TASK ITEM ->
Up to and including the line with "by the tests.", restate the records below word for word, beginning with their first line.

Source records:
//! Persistence collaborator for apply records.
//!
//! Handlers talk to an [`ApplyStore`]; how rows are kept is the store's
//! business. Each record type describes its own table through [`Entity`],
//! so the table name and the searchable columns are fixed at compile time.
//!
//! [`MemoryStore`] is the in-process implementation used by the binary and
//! by the tests.

use std::collections::BTreeMap;
use std::fmt;
use std::str::FromStr;
use std::sync::RwLock;

use chrono::{DateTime, Utc};
use futures::future::{self, BoxFuture};

/// Largest page a single query may ask for.
pub const PAGE_SIZE: i32 = 1024;

/// Static description of a stored record type.
pub trait Entity {
    const TABLE: &'static str;
    const FIELDS: &'static [&'static str];

    /// Column value rendered as text, for filtering and pattern search.
    fn field(&self, name: &str) -> Option<String>;
}

/// Review state of an apply record.
#[derive(Clone, Copy, Debug, Default, PartialEq, Eq)]
pub enum ApplyStatus {
    #[default]
    Init,
    Refused,
    Approved,
    Expired,
}

impl ApplyStatus {
    pub fn as_str(self) -> &'static str {
        match self {
            Self::Init     => "init",
            Self::Refused  => "refused",
            Self::Approved => "approved",
            Self::Expired  => "expired",
        }
    }
}

impl FromStr for ApplyStatus {
    type Err = ();

    fn from_str(s: &str) -> Result<Self, Self::Err> {
        match s {
            "init"     => Ok(Self::Init),
            "refused"  => Ok(Self::Refused),
            "approved" => Ok(Self::Approved),
            "expired"  => Ok(Self::Expired),
            _          => Err(()),
        }
    }
}

impl fmt::Display for ApplyStatus {
    fn fmt(&self, f: &mut fmt::Formatter<'_>) -> fmt::Result {
        f.write_str(self.as_str())
    }
}

/// One infra apply request.
#[derive(Clone, Debug, Default, PartialEq, Eq)]
pub struct InfraApply {
    pub id: i32,
    pub device_code: String,
    pub applyer: String,
    pub status: ApplyStatus,
    pub subject_name: String,
    pub review_id: String,
    pub expires_at: Option<DateTime<Utc>>,
    pub reviewed_at: Option<DateTime<Utc>>,
}

impl Entity for InfraApply {
    const TABLE: &'static str = "t_subject_apply";
    const FIELDS: &'static [&'static str] =
        &["id", "device_code", "applyer", "status", "subject_name", "review_id", "expires_at", "review_at"];

    fn field(&self, name: &str) -> Option<String> {
        let value = match name {
            "id"           => self.id.to_string(),
            "device_code"  => self.device_code.clone(),
            "applyer"      => self.applyer.clone(),
            "status"       => self.status.as_str().to_owned(),
            "subject_name" => self.subject_name.clone(),
            "review_id"    => self.review_id.clone(),
            "expires_at"   => self.expires_at.map(|t| t.to_rfc3339()).unwrap_or_default(),
            "review_at"    => self.reviewed_at.map(|t| t.to_rfc3339()).unwrap_or_default(),
            _              => return None,
        };
        Some(value)
    }
}

/// Fields an update may change. `None` leaves the column as it is.
#[derive(Clone, Debug, Default)]
pub struct ApplyChanges {
    pub status: Option<ApplyStatus>,
    pub review_id: Option<String>,
    pub reviewed_at: Option<DateTime<Utc>>,
    pub expires_at: Option<DateTime<Utc>>,
}

/// A paged pattern query.
///
/// `filters` must match exactly, `search` entries are `LIKE %value%`; all
/// conditions are AND-ed. `limit == -1` means no limit.
#[derive(Clone, Debug)]
pub struct FindQuery {
    pub filters: Vec<(String, String)>,
    pub search: Vec<(String, String)>,
    pub limit: i32,
    pub offset: i32,
}

impl FindQuery {
    pub fn page(limit: i32, offset: i32) -> Self {
        Self { filters: Vec::new(), search: Vec::new(), limit, offset }
    }

    pub fn like(mut self, field: &str, pattern: impl Into<String>) -> Self {
        self.search.push((field.to_owned(), pattern.into()));
        self
    }

    pub fn filter(mut self, field: &str, value: impl Into<String>) -> Self {
        self.filters.push((field.to_owned(), value.into()));
        self
    }
}

/// One page of results plus the total number of matches.
#[derive(Clone, Debug, PartialEq, Eq)]
pub struct Page<T> {
    pub records: Vec<T>,
    pub total: usize,
}

#[derive(Debug, thiserror::Error)]
pub enum StoreError {
    #[error("invalid page size {0}")]
    InvalidPageSize(i32),

    #[error("offset cannot be negative: {0}")]
    NegativeOffset(i32),

    #[error("table {table} has no field `{field}`")]
    UnknownField { table: &'static str, field: String },

    #[error("no record found for id {0}")]
    NotFound(i32),

    #[error("store is closed")]
    Closed,

    #[error("store backend: {0}")]
    Backend(String),
}

/// Data access for apply records.
pub trait ApplyStore: Send + Sync + 'static {
    fn find_like<'a>(&'a self, query: &'a FindQuery) -> BoxFuture<'a, Result<Page<InfraApply>, StoreError>>;

    /// Inserts `record` under a fresh id and returns the stored row.
    fn add_one(&self, record: InfraApply) -> BoxFuture<'_, Result<InfraApply, StoreError>>;

    fn update_one<'a>(&'a self, id: i32, changes: &'a ApplyChanges) -> BoxFuture<'a, Result<InfraApply, StoreError>>;

    fn delete_one(&self, id: i32) -> BoxFuture<'_, Result<(), StoreError>>;

    /// Releases the backing connection. Later operations fail with [`StoreError::Closed`].
    fn close(&self);
}

fn check_fields<E: Entity>(pairs: &[(String, String)]) -> Result<(), StoreError> {
    match pairs.iter().find(|(name, _)| !E::FIELDS.contains(&name.as_str())) {
        Some((name, _)) => Err(StoreError::UnknownField { table: E::TABLE, field: name.clone() }),
        None => Ok(()),
    }
}

#[derive(Default)]
struct Rows {
    next_id: i32,
    rows: BTreeMap<i32, InfraApply>,
    closed: bool,
}

/// In-process [`ApplyStore`].
#[derive(Default)]
pub struct MemoryStore {
    inner: RwLock<Rows>,
}

impl MemoryStore {
    pub fn new() -> Self {
        Self::default()
    }

    fn read<T>(&self, f: impl FnOnce(&Rows) -> Result<T, StoreError>) -> Result<T, StoreError> {
        let rows = self.inner.read().map_err(|_| StoreError::Backend("lock poisoned".into()))?;
        if rows.closed {
            return Err(StoreError::Closed);
        }
        f(&rows)
    }

    fn write<T>(&self, f: impl FnOnce(&mut Rows) -> Result<T, StoreError>) -> Result<T, StoreError> {
        let mut rows = self.inner.write().map_err(|_| StoreError::Backend("lock poisoned".into()))?;
        if rows.closed {
            return Err(StoreError::Closed);
        }
        f(&mut rows)
    }

    fn find(&self, query: &FindQuery) -> Result<Page<InfraApply>, StoreError> {
        if query.limit < -1 || query.limit == 0 || query.limit > PAGE_SIZE {
            return Err(StoreError::InvalidPageSize(query.limit));
        }
        if query.offset < -1 {
            return Err(StoreError::NegativeOffset(query.offset));
        }
        check_fields::<InfraApply>(&query.filters)?;
        check_fields::<InfraApply>(&query.search)?;

        self.read(|rows| {
            let matched: Vec<&InfraApply> = rows.rows.values()
                .filter(|r| query.filters.iter().all(|(f, v)| r.field(f).as_deref() == Some(v.as_str())))
                .filter(|r| query.search.iter().all(|(f, p)| r.field(f).is_some_and(|v| v.contains(p.as_str()))))
                .collect();
            let skip = usize::try_from(query.offset).unwrap_or(0);
            let take = usize::try_from(query.limit).unwrap_or(usize::MAX);
            Ok(Page {
                total: matched.len(),
                records: matched.into_iter().skip(skip).take(take).cloned().collect(),
            })
        })
    }
}

impl ApplyStore for MemoryStore {
    fn find_like<'a>(&'a self, query: &'a FindQuery) -> BoxFuture<'a, Result<Page<InfraApply>, StoreError>> {
        Box::pin(future::ready(self.find(query)))
    }

    fn add_one(&self, mut record: InfraApply) -> BoxFuture<'_, Result<InfraApply, StoreError>> {
        let result = self.write(|rows| {
            rows.next_id += 1;
            record.id = rows.next_id;
            rows.rows.insert(record.id, record.clone());
            Ok(record)
        });
        Box::pin(future::ready(result))
    }

    fn update_one<'a>(&'a self, id: i32, changes: &'a ApplyChanges) -> BoxFuture<'a, Result<InfraApply, StoreError>> {
        let result = self.write(|rows| {
            let row = rows.rows.get_mut(&id).ok_or(StoreError::NotFound(id))?;
            if let Some(status) = changes.status {
                row.status = status;
            }
            if let Some(review_id) = &changes.review_id {
                row.review_id.clone_from(review_id);
            }
            if changes.reviewed_at.is_some() {
                row.reviewed_at = changes.reviewed_at;
            }
            if changes.expires_at.is_some() {
                row.expires_at = changes.expires_at;
            }
            Ok(row.clone())
        });
        Box::pin(future::ready(result))
    }

    fn delete_one(&self, id: i32) -> BoxFuture<'_, Result<(), StoreError>> {
        let result = self.write(|rows| {
            rows.rows.remove(&id).map(|_| ()).ok_or(StoreError::NotFound(id))
        });
        Box::pin(future::ready(result))
    }

    fn close(&self) {
        if let Ok(mut rows) = self.inner.write() {
            rows.closed = true;
        }
    }
}
//! Radix-tree method router.
//!
//! One tree, keyed by full method path. O(path-length) lookup. You register a
//! method, you get a handler. Interceptors live in the chain, not here.

use std::sync::Arc;

use matchit::Router as MatchitRouter;

use crate::handler::{BoxedHandler, Handler};

/// Maps full method paths (`/<package>.<Service>/<Method>`) to handlers.
///
/// Build it once at startup and pass it to [`Server::new`](crate::Server::new).
/// Each [`Router::route`] call returns `self` so registrations chain naturally.
pub struct Router {
    methods: MatchitRouter<BoxedHandler>,
    names: Vec<String>,
}

impl Router {
    pub fn new() -> Self {
        Self { methods: MatchitRouter::new(), names: Vec::new() }
    }

    /// Registers `handler` for `path`.
    ///
    /// # Panics
    ///
    /// Panics if `path` is registered twice or is not a valid route; both are
    /// startup wiring mistakes.
    pub fn route(mut self, path: &str, handler: impl Handler) -> Self {
        self.methods
            .insert(path, handler.into_boxed_handler())
            .unwrap_or_else(|e| panic!("invalid method path `{path}`: {e}"));
        self.names.push(path.to_owned());
        self
    }

    pub(crate) fn lookup(&self, path: &str) -> Option<BoxedHandler> {
        let matched = self.methods.at(path).ok()?;
        Some(Arc::clone(matched.value))
    }

    /// Registered method paths, in registration order.
    pub fn methods(&self) -> &[String] {
        &self.names
    }
}

impl Default for Router {
    fn default() -> Self { Self::new() }
}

THE COMPLETED TASK ->
//! Persistence collaborator for apply records.
//!
//! Handlers talk to an [`ApplyStore`]; how rows are kept is the store's
//! business. Each record type describes its own table through [`Entity`],
//! so the table name and the searchable columns are fixed at compile time.
//!
//! [`MemoryStore`] is the in-process implementation used by the binary and
//! by the tests.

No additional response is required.